Here is an article which points out the negative impact of Teach for America, as described by two of its own former members. It’s in a magazine called Jacobin. I recommend it highly.
Here are a few quotes:
In stark contrast to the harsh and constant criticism that TFA doles out to its corps members and staff members, much of what the organization has been doing in recent years — creating its own public relations machine — suggests a desire to be above criticism itself. During my tenure on staff, the organization created a national communications team whose job was to get positive press out about TFA and to swiftly address any negative press. My sense was, and still is, that TFA cares more about the public perception of what it is doing than about what it is actually doing to improve educational outcomes and opportunities for low-income students throughout the United States.
For an organization that describes itself as “data-driven,” it is interesting that TFA does not collect data on how their corps members are impacted by their TFA commitments. While working in racially segregated and under-resourced schools, 35 percent of the corps members in this study began professional counseling; 27 percent began taking prescription medications to address depression, anxiety, and trauma; 38 percent experienced increased alcohol consumption and dependency; 42 percent experienced major weight changes; 46 percent experienced strained relationships; and 73 percent experienced physical fatigue, some to the point of requiring medical attention.

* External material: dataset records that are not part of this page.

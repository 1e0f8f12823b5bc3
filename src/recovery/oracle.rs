//! Diagnostic oracles: given a failed command and its output, propose a fix.
//!
//! The recovery loop only sees the [`DiagnosticOracle`] trait. An oracle
//! never returns an error; when its own backend fails it answers with
//! [`DiagnosticAnalysis::oracle_failed`].

use std::collections::HashMap;

use async_trait::async_trait;
use tracing::debug;

use crate::types::DiagnosticAnalysis;

/// Proposes corrected commands for failures.
#[async_trait]
pub trait DiagnosticOracle: Send + Sync {
    async fn analyze(&self, command: &str, stderr: &str, stdout: &str) -> DiagnosticAnalysis;
}

/// Common misspellings of the first word of a command.
const DEFAULT_TYPOS: &[(&str, &str)] = &[
    ("gti", "git"),
    ("got", "git"),
    ("gi", "git"),
    ("sl", "ls"),
    ("cta", "cat"),
    ("grpe", "grep"),
    ("mkdri", "mkdir"),
    ("pyhton", "python"),
    ("pyhton3", "python3"),
    ("pytohn3", "python3"),
    ("dokcer", "docker"),
    ("sudp", "sudo"),
    ("suod", "sudo"),
    ("nmp", "npm"),
    ("carg", "cargo"),
    ("vmi", "vim"),
    ("claer", "clear"),
];

/// Rule-based oracle for the failures that have an obvious answer.
///
/// - "command not found" with a known misspelling of the first word proposes
///   the corrected command
/// - "command not found" otherwise asks for the tool to be installed
/// - "permission denied" and "no such file or directory" are unfixable
/// - timeouts are unfixable
/// - anything else is unfixable with the first line of output as the cause
#[derive(Debug, Clone)]
pub struct HeuristicOracle {
    typos: HashMap<String, String>,
}

impl Default for HeuristicOracle {
    fn default() -> Self {
        Self {
            typos: DEFAULT_TYPOS
                .iter()
                .map(|(wrong, right)| (wrong.to_string(), right.to_string()))
                .collect(),
        }
    }
}

impl HeuristicOracle {
    pub fn with_typo(mut self, wrong: impl Into<String>, right: impl Into<String>) -> Self {
        self.typos.insert(wrong.into(), right.into());
        self
    }

    fn diagnose_not_found(&self, command: &str) -> DiagnosticAnalysis {
        let trimmed = command.trim();
        let program = trimmed.split_whitespace().next().unwrap_or_default();

        match self.typos.get(program) {
            Some(correct) => DiagnosticAnalysis::fix(
                format!("{}{}", correct, &trimmed[program.len()..]),
                format!("`{}` is not a command", program),
                format!("`{}` looks like a misspelling of `{}`", program, correct),
            ),
            None => DiagnosticAnalysis::unfixable(
                format!("`{}` is not installed on the remote host", program),
                Some(format!("install `{}` or add it to PATH", program)),
            ),
        }
    }
}

#[async_trait]
impl DiagnosticOracle for HeuristicOracle {
    async fn analyze(&self, command: &str, stderr: &str, stdout: &str) -> DiagnosticAnalysis {
        let output = format!("{}\n{}", stderr, stdout).to_lowercase();
        debug!("Diagnosing failed command: {}", command);

        if output.contains("command not found") || output.contains("not recognized as") {
            return self.diagnose_not_found(command);
        }
        if output.contains("permission denied") || output.contains("operation not permitted") {
            return DiagnosticAnalysis::unfixable(
                "permission denied",
                Some("run with sufficient privileges or fix the file permissions".to_string()),
            );
        }
        if output.contains("no such file or directory") {
            return DiagnosticAnalysis::unfixable("no such file or directory", None);
        }
        if output.contains("timed out") || output.contains("read cancelled") {
            return DiagnosticAnalysis::unfixable(
                "command did not finish in time",
                Some("increase the timeout or run the command in the background".to_string()),
            );
        }

        let first_line = stderr
            .lines()
            .chain(stdout.lines())
            .map(str::trim)
            .find(|line| !line.is_empty());
        match first_line {
            Some(line) => DiagnosticAnalysis::unfixable(line, None),
            None => DiagnosticAnalysis::unfixable("command failed without output", None),
        }
    }
}
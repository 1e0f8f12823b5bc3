//! SSH agent authentication.

use async_trait::async_trait;
use russh::{client, keys};
use tracing::{debug, info};

use crate::error::SessionError;
use crate::session::ssh::SshClientHandler;

use super::traits::AuthStrategy;

/// SSH agent authentication strategy.
///
/// Connects to the agent behind `SSH_AUTH_SOCK` and tries each identity until
/// one is accepted.
#[derive(Debug, Default)]
pub struct AgentAuth;

impl AgentAuth {
    pub fn new() -> Self {
        Self
    }
}

#[async_trait]
impl AuthStrategy for AgentAuth {
    async fn authenticate(
        &self,
        handle: &mut client::Handle<SshClientHandler>,
        username: &str,
    ) -> Result<bool, SessionError> {
        let mut agent = keys::agent::client::AgentClient::connect_env()
            .await
            .map_err(|e| {
                SessionError::CredentialDecryption(format!("failed to connect to SSH agent: {}", e))
            })?;

        let identities = agent.request_identities().await.map_err(|e| {
            SessionError::CredentialDecryption(format!(
                "failed to get identities from SSH agent: {}",
                e
            ))
        })?;

        if identities.is_empty() {
            return Err(SessionError::Authentication(
                "no identities found in SSH agent".to_string(),
            ));
        }

        for identity in identities {
            debug!("Trying SSH agent identity: {:?}", identity.comment());

            let hash_alg = handle
                .best_supported_rsa_hash()
                .await
                .ok()
                .flatten()
                .flatten();

            match handle
                .authenticate_publickey_with(username, identity.clone(), hash_alg, &mut agent)
                .await
            {
                Ok(result) if result.success() => {
                    info!("Successfully authenticated with SSH agent");
                    return Ok(true);
                }
                Ok(_) => {
                    debug!("Agent identity not accepted, trying next...");
                }
                Err(e) => {
                    debug!("Agent authentication error: {}, trying next...", e);
                }
            }
        }

        Ok(false)
    }

    fn name(&self) -> &'static str {
        "agent"
    }
}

After years of uncritical praise, TFA has started receiving less favorable media coverage and more public discontent from alumni. One corps member in your book, Jameson, writes about viewing her time in TFA as “almost a guilty secret.” Why has there been this sort of shift in how TFA is viewed by corps members and the broader public, and how has TFA as an organization handled this uptick in public criticism?
TFA controlled the rhetoric about TFA for the first twenty-three of its twenty-five years. Critique has always been there but only in the last two years has that critique started to come together and find outlets. That was a fundamental aim of our book: providing an outlet for discussion where it was historically absent.
TFA has been forced to include defensive measures to combat negative press. And while any company would likely engage in a public relations campaign, TFA is determined to undermine any and all dissent ranging from nationally syndicated columns to obscure blogs.